Mix design and mechanical performance of geopolymeric binders and mortars using biomass fly ash and alkaline effluent from paper-pulp industry
authors Saeli, M; Tobaldi, DM; Seabra, MP; Labrincha, JA
nationality International
journal JOURNAL OF CLEANER PRODUCTION
author keywords Construction material; Geopolymer; Binder; Mortar; Biomass fly ash; Biomass alkaline effluent
keywords CONCRETE; CEMENT; STRENGTH
abstract This work investigates the use of biomass fly ash (BFA) and an alkaline effluent (AEF), both generated from the Kraft pulp industry, in the preparation of geopolymeric binders and mortars for construction applications. BFA replaced the metakaolin (MK) while the AEF substituted the distilled water used to dissolve NaOH pellets. The mix design aims to maximize the amount of both the wastes and to optimize the materials properties, such as workability and mechanical performance.

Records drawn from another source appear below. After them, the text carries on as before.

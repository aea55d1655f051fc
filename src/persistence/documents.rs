//! Extension document store backed by `SQLite`.
//!
//! Every document is stored as JSON text under `(scope, collection, id)`,
//! where `scope` is the extension id the data manager was opened for. Each
//! call opens its own connection; the async [`DocumentStore`] methods move
//! that blocking work onto Tokio's blocking pool.
//!
//! Connections wait up to [`BUSY_TIMEOUT_MS`] for a competing writer, and
//! writes take the write lock up front with `BEGIN IMMEDIATE`, so concurrent
//! deletes queue behind each other instead of failing with
//! `database is locked`.

use async_trait::async_trait;
use diesel::Connection;
use diesel::connection::SimpleConnection;
use diesel::OptionalExtension;
use diesel::QueryableByName;
use diesel::RunQueryDsl;
use diesel::sql_query;
use diesel::sql_types::{BigInt, Text};
use diesel::sqlite::SqliteConnection;
use serde_json::Value;

use crate::store::{DocumentStore, StoreError, document_id};

use super::PersistenceError;

const DOCUMENTS_TABLE: &str = "extension_documents";

/// How long a connection waits on a locked database before giving up.
const BUSY_TIMEOUT_MS: u32 = 5_000;

/// SQLite-backed document store scoped to one extension.
#[derive(Debug, Clone)]
pub struct SqliteDocumentStore {
    database_url: String,
    scope: String,
}

#[derive(Debug, QueryableByName)]
struct BodyRow {
    #[diesel(sql_type = Text)]
    body: String,
}

impl SqliteDocumentStore {
    /// Creates a store for `scope` targeting `database_url`.
    ///
    /// The database must already be migrated; see
    /// [`migrate_database`](super::migrate_database).
    ///
    /// # Errors
    ///
    /// Returns [`PersistenceError::BlankDatabaseUrl`] or
    /// [`PersistenceError::BlankScope`] for blank inputs.
    pub fn new(
        database_url: impl Into<String>,
        scope: impl Into<String>,
    ) -> Result<Self, PersistenceError> {
        let database_url_string = database_url.into();
        if database_url_string.trim().is_empty() {
            return Err(PersistenceError::BlankDatabaseUrl);
        }
        let scope_string = scope.into();
        if scope_string.trim().is_empty() {
            return Err(PersistenceError::BlankScope);
        }
        Ok(Self {
            database_url: database_url_string.trim().to_owned(),
            scope: scope_string,
        })
    }

    /// Returns the scope documents are stored under.
    #[must_use]
    pub fn scope(&self) -> &str {
        &self.scope
    }

    /// Reads one document, returning `None` when it does not exist.
    ///
    /// # Errors
    ///
    /// Returns [`PersistenceError`] when the database cannot be opened, the
    /// schema is missing, the query fails or the stored body is not JSON.
    pub fn get(&self, collection: &str, id: &str) -> Result<Option<Value>, PersistenceError> {
        let mut connection = self.establish_connection()?;

        let row: Option<BodyRow> = sql_query(
            "SELECT body FROM extension_documents \
             WHERE scope = ? AND collection = ? AND id = ? \
             LIMIT 1;",
        )
        .bind::<Text, _>(self.scope.as_str())
        .bind::<Text, _>(collection)
        .bind::<Text, _>(id)
        .get_result(&mut connection)
        .optional()
        .map_err(|error| Self::map_query_error(&mut connection, &error))?;

        row.map(|found| Self::decode_body(&found.body)).transpose()
    }

    /// Reads every document in `collection`, ordered by id.
    ///
    /// # Errors
    ///
    /// Returns [`PersistenceError`] when the database cannot be opened, the
    /// schema is missing, the query fails or a stored body is not JSON.
    pub fn list(&self, collection: &str) -> Result<Vec<Value>, PersistenceError> {
        let mut connection = self.establish_connection()?;

        let rows: Vec<BodyRow> = sql_query(
            "SELECT body FROM extension_documents \
             WHERE scope = ? AND collection = ? \
             ORDER BY id;",
        )
        .bind::<Text, _>(self.scope.as_str())
        .bind::<Text, _>(collection)
        .load(&mut connection)
        .map_err(|error| Self::map_query_error(&mut connection, &error))?;

        rows.iter().map(|row| Self::decode_body(&row.body)).collect()
    }

    /// Inserts or replaces a document keyed by `id`.
    ///
    /// # Errors
    ///
    /// Returns [`PersistenceError`] when the database cannot be opened, the
    /// schema is missing or the write fails.
    pub fn upsert(
        &self,
        collection: &str,
        id: &str,
        document: &Value,
    ) -> Result<(), PersistenceError> {
        let mut connection = self.establish_connection()?;
        let body = document.to_string();

        connection
            .immediate_transaction::<_, diesel::result::Error, _>(|transaction| {
                sql_query(
                    "INSERT INTO extension_documents (scope, collection, id, body) \
                     VALUES (?, ?, ?, ?) \
                     ON CONFLICT(scope, collection, id) DO UPDATE SET \
                       body = excluded.body, \
                       updated_at = CURRENT_TIMESTAMP;",
                )
                .bind::<Text, _>(self.scope.as_str())
                .bind::<Text, _>(collection)
                .bind::<Text, _>(id)
                .bind::<Text, _>(body.as_str())
                .execute(transaction)
            })
            .map(drop)
            .map_err(|error| Self::map_write_error(&mut connection, &error))
    }

    /// Deletes a document, returning whether a row was removed.
    ///
    /// # Errors
    ///
    /// Returns [`PersistenceError`] when the database cannot be opened, the
    /// schema is missing or the delete fails.
    pub fn delete(&self, collection: &str, id: &str) -> Result<bool, PersistenceError> {
        let mut connection = self.establish_connection()?;

        let affected = connection
            .immediate_transaction::<_, diesel::result::Error, _>(|transaction| {
                sql_query(
                    "DELETE FROM extension_documents \
                     WHERE scope = ? AND collection = ? AND id = ?;",
                )
                .bind::<Text, _>(self.scope.as_str())
                .bind::<Text, _>(collection)
                .bind::<Text, _>(id)
                .execute(transaction)
            })
            .map_err(|error| Self::map_write_error(&mut connection, &error))?;

        Ok(affected > 0)
    }

    async fn run_blocking<T, F>(&self, operation: F) -> Result<T, StoreError>
    where
        T: Send + 'static,
        F: FnOnce(&Self) -> Result<T, StoreError> + Send + 'static,
    {
        let store = self.clone();
        tokio::task::spawn_blocking(move || operation(&store))
            .await
            .map_err(|error| {
                StoreError::from(PersistenceError::TaskFailed {
                    message: error.to_string(),
                })
            })?
    }

    fn decode_body(body: &str) -> Result<Value, PersistenceError> {
        serde_json::from_str(body).map_err(|error| PersistenceError::QueryFailed {
            message: format!("stored document is not valid JSON: {error}"),
        })
    }

    fn establish_connection(&self) -> Result<SqliteConnection, PersistenceError> {
        let mut connection = SqliteConnection::establish(&self.database_url).map_err(|error| {
            PersistenceError::ConnectionFailed {
                message: error.to_string(),
            }
        })?;
        connection
            .batch_execute(&format!("PRAGMA busy_timeout = {BUSY_TIMEOUT_MS};"))
            .map_err(|error| PersistenceError::ConnectionFailed {
                message: format!("failed to set busy timeout: {error}"),
            })?;
        Ok(connection)
    }

    fn documents_table_exists(
        connection: &mut SqliteConnection,
    ) -> Result<bool, diesel::result::Error> {
        #[derive(Debug, QueryableByName)]
        struct Row {
            #[diesel(sql_type = BigInt)]
            one: i64,
        }

        let exists: Option<Row> = sql_query(
            "SELECT 1 AS one FROM sqlite_master WHERE type = 'table' AND name = ? LIMIT 1;",
        )
        .bind::<Text, _>(DOCUMENTS_TABLE)
        .get_result(connection)
        .optional()?;

        Ok(exists.is_some_and(|row| row.one == 1))
    }

    fn map_error_with_schema_check<F>(
        connection: &mut SqliteConnection,
        error: &diesel::result::Error,
        create_error: F,
    ) -> PersistenceError
    where
        F: Fn(String) -> PersistenceError,
    {
        match Self::documents_table_exists(connection) {
            Ok(false) => PersistenceError::SchemaNotInitialised,
            Ok(true) => create_error(error.to_string()),
            Err(check_error) => create_error(format!(
                "schema presence check failed: {check_error}; original error: {error}"
            )),
        }
    }

    fn map_query_error(
        connection: &mut SqliteConnection,
        error: &diesel::result::Error,
    ) -> PersistenceError {
        Self::map_error_with_schema_check(connection, error, |message| {
            PersistenceError::QueryFailed { message }
        })
    }

    fn map_write_error(
        connection: &mut SqliteConnection,
        error: &diesel::result::Error,
    ) -> PersistenceError {
        Self::map_error_with_schema_check(connection, error, |message| {
            PersistenceError::WriteFailed { message }
        })
    }
}

#[async_trait]
impl DocumentStore for SqliteDocumentStore {
    async fn get_document(&self, collection: &str, id: &str) -> Result<Value, StoreError> {
        let collection_name = collection.to_owned();
        let document_key = id.to_owned();
        self.run_blocking(move |store| {
            store
                .get(&collection_name, &document_key)?
                .ok_or(StoreError::NotFound {
                    collection: collection_name,
                    id: document_key,
                })
        })
        .await
    }

    async fn get_documents(&self, collection: &str) -> Result<Vec<Value>, StoreError> {
        let collection_name = collection.to_owned();
        self.run_blocking(move |store| Ok(store.list(&collection_name)?))
            .await
    }

    async fn set_document(
        &self,
        collection: &str,
        document: &Value,
    ) -> Result<Value, StoreError> {
        let id = document_id(document)
            .ok_or(StoreError::MissingDocumentId)?
            .to_owned();
        let collection_name = collection.to_owned();
        let stored = document.clone();
        self.run_blocking(move |store| {
            store.upsert(&collection_name, &id, &stored)?;
            Ok(stored)
        })
        .await
    }

    async fn delete_document(&self, collection: &str, id: &str) -> Result<(), StoreError> {
        let collection_name = collection.to_owned();
        let document_key = id.to_owned();
        self.run_blocking(move |store| {
            if store.delete(&collection_name, &document_key)? {
                Ok(())
            } else {
                Err(StoreError::NotFound {
                    collection: collection_name,
                    id: document_key,
                })
            }
        })
        .await
    }
}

At the same time, also the environmental impact decreases enhancing the materials' sustainability and facilitating the circular economy. For the previously optimized BFA/MK ratio (70/30 wt.%) several NaOH/Na2SiO3 ratios and water to AEF substitutions were tested. The best performance was achieved for the alkaline activator having one part of NaOH and three parts of Na2SiO3. According to the main results, the biologic AEF can totally replace the distilled water in the NaOH preparation. Thus will increase the sustainability of the novel materials. Subsequently, the optimized binder was used with and without AEF - to manufacture mortars with various binder/aggregate ratios. It is concluded that the formulations with a binder/aggregate mass proportion of 1:3 showed the best mechanical performance (compressive strength surpassing 20 MPa, class M20) and the replacement of distilled water with AEF did not affect the specimens final properties, but enhance the materials sustainability. Furthermore, in the pursuit of sustainability, manufacture and curing were conducted at ambient conditions (20 degrees C, 65% RH), avoiding any external source of energy, involving simple, reproducible, and low-cost processes. (C) 2018 Elsevier Ltd. All rights reserved.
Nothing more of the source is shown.